The 48 Hour Read-A-Thon started last night with a chat on twitter. Used to hanging around comics and manga folks, I was a little intimidated by the book bloggers. Everyone encouraged me to work at my own pace and not get too hung up on what everyone else was doing. Blogging and reviewing doesn't come nearly as naturally for me as twitter, so I think this event will be good for that.
Last night I started my reading with what I considered a fairly easy read – Richard Castle's Heat Wave. As a fan of the series, I was curious how they bridged the two worlds. I finished it earlier today.
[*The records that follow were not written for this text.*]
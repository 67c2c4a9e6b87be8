//! Box plots of a per-row ratio split by gender.

use serde::{Deserialize, Serialize};

use crate::analysis::DerivedRow;
use crate::charts::figure::{Axis, AxisTitle, BoxTrace, Cell, Figure, GridSpec, Layout, Trace};
use crate::charts::palette::gender_color;
use crate::domain::Gender;
use crate::stats::box_summary;

/// Per-row ratio plotted on the y axis.
#[derive(Debug, Clone, Copy, PartialEq, Eq, Serialize, Deserialize)]
pub enum Ratio {
    Ctr,
    ConversionRate,
}

impl Ratio {
    pub fn label(self) -> &'static str {
        match self {
            Ratio::Ctr => "CTR",
            Ratio::ConversionRate => "Conversion Rate",
        }
    }

    fn value(self, row: &DerivedRow) -> Option<f64> {
        match self {
            Ratio::Ctr => row.ctr,
            Ratio::ConversionRate => row.conversion_rate,
        }
    }
}

/// One box per gender (M, then F); undefined ratios are skipped and a gender
/// without any defined value gets no box. Legends are suppressed.
pub fn distribution_by_gender(rows: &[DerivedRow], ratio: Ratio) -> Figure {
    let cell = Cell::ORIGIN;

    let traces = Gender::DISPLAY_ORDER
        .into_iter()
        .filter_map(|gender| {
            let y: Vec<f64> = rows
                .iter()
                .filter(|r| r.record.gender == gender)
                .filter_map(|r| ratio.value(r))
                .filter(|v| v.is_finite())
                .collect();
            if y.is_empty() {
                return None;
            }
            Some(Trace::Box(BoxTrace {
                name: gender.to_string(),
                cell,
                summary: box_summary(&y),
                y,
                color: gender_color(gender).to_string(),
                show_legend: false,
            }))
        })
        .collect();

    Figure {
        layout: Layout {
            title: None,
            width: None,
            height: None,
            grid: GridSpec::single(),
            axis_titles: vec![
                AxisTitle {
                    cell,
                    axis: Axis::X,
                    text: "gender".to_string(),
                },
                AxisTitle {
                    cell,
                    axis: Axis::Y,
                    text: ratio.label().to_string(),
                },
            ],
            bar_mode: None,
            show_legend: false,
            legend_title: None,
            margin: None,
        },
        traces,
    }
}

#[cfg(test)]
mod tests {
    use super::*;
    use crate::analysis::derive_ratios;
    use crate::domain::{AdRecord, CampaignId};

    fn record(gender: Gender, impressions: u64, clicks: u64, approved: u64) -> AdRecord {
        AdRecord {
            campaign_id: CampaignId::new("916"),
            gender,
            impressions: Some(impressions),
            clicks: Some(clicks),
            spent: Some(1.0),
            total_conversion: Some(approved),
            approved_conversion: Some(approved),
        }
    }

    #[test]
    fn one_box_per_gender_with_fixed_colours() {
        let rows = derive_ratios(&[
            record(Gender::F, 100, 2, 1),
            record(Gender::M, 100, 1, 0),
            record(Gender::M, 0, 0, 0),
        ]);
        let fig = distribution_by_gender(&rows, Ratio::Ctr);

        let names: Vec<&str> = fig.traces.iter().map(|t| t.name()).collect();
        assert_eq!(names, vec!["M", "F"]);
        assert_eq!(fig.traces[0].color(), "lightblue");
        assert_eq!(fig.traces[1].color(), "pink");
        assert!(!fig.layout.show_legend);
        assert!(fig.traces.iter().all(|t| !t.show_legend()));

        // The zero-impression row has no CTR and is left out.
        let Trace::Box(m) = &fig.traces[0] else { panic!("box expected") };
        assert_eq!(m.y, vec![0.01]);
        assert_eq!(m.summary.map(|s| s.n), Some(1));
    }

    #[test]
    fn conversion_rate_uses_guarded_ratio() {
        let rows = derive_ratios(&[record(Gender::F, 100, 0, 2)]);
        let fig = distribution_by_gender(&rows, Ratio::ConversionRate);
        let Trace::Box(f) = &fig.traces[0] else { panic!("box expected") };
        assert_eq!(f.y, vec![2.0]);
        assert_eq!(fig.axis_title(Cell::ORIGIN, Axis::Y), Some("Conversion Rate"));
    }
}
For such a slim volume, Heat Wave left me with a lot more conflicting emotions than I anticipated.
There appear to be two types of tie-in novels. One is the "case file" books where tie-in writers give us additional adventures of the same characters. They have the advantage of having familiar characters and settings. This style really relies on the skill of the individual writer in capturing the style of the particular series. Some do this extremely well. Some clearly do not. And then there's the "as appeared in" tie-in books. These are books that actually appear in the series/movie that have been magically turned into a real book by some enterprising publisher. The problem they sometimes have is not living up to their billing.
With Heat Wave, the book feels like an uncomfortable compromise between the two styles. On the one hand, it's a thinly veiled Castle murder mystery. But the tv series has pushed and teased and promised Rick Castle's Nikki Heat series, so this is what we wind up with.
This unfortunate mish-mash doesn't do the tv show any favors. Why? Because "Castle" has pushed "Rick Castle" the professional writer, a mystery/thriller writer at the end of creative rope after his last series. Heat Wave as shown to us feels like a bad "file the serial numbers off" fiction for me where the names are changed, but the personalities and quirks are basically the same. Call me crazy, but I don't think Castle would take such an easy way out.
Castle's biggest draw as a show for me are the characters. They have a bountiful array of fun and quirky characters, especially the women. I kept trying not to hear the actors' voices when I was reading their lines, but it was impossible the way it was written. The biggest change with Rook was making him less gifted an amateur sleuth. I'm tired of seeing cops portrayed as idiots in mysteries, so it's nice seeing Heat's team get some respect. That said I hated calling Raley & Ochoa "Roach", it was dumb and it got old very fast. I love Kate Beckett, so seeing Nikki Heat was painful. This was not the strong and witty and determined cop I used to. I couldn't quite warm up to Nikki. And I could have lived without the "woman in peril" scene they seem to always do with female leads -- was that really necessary?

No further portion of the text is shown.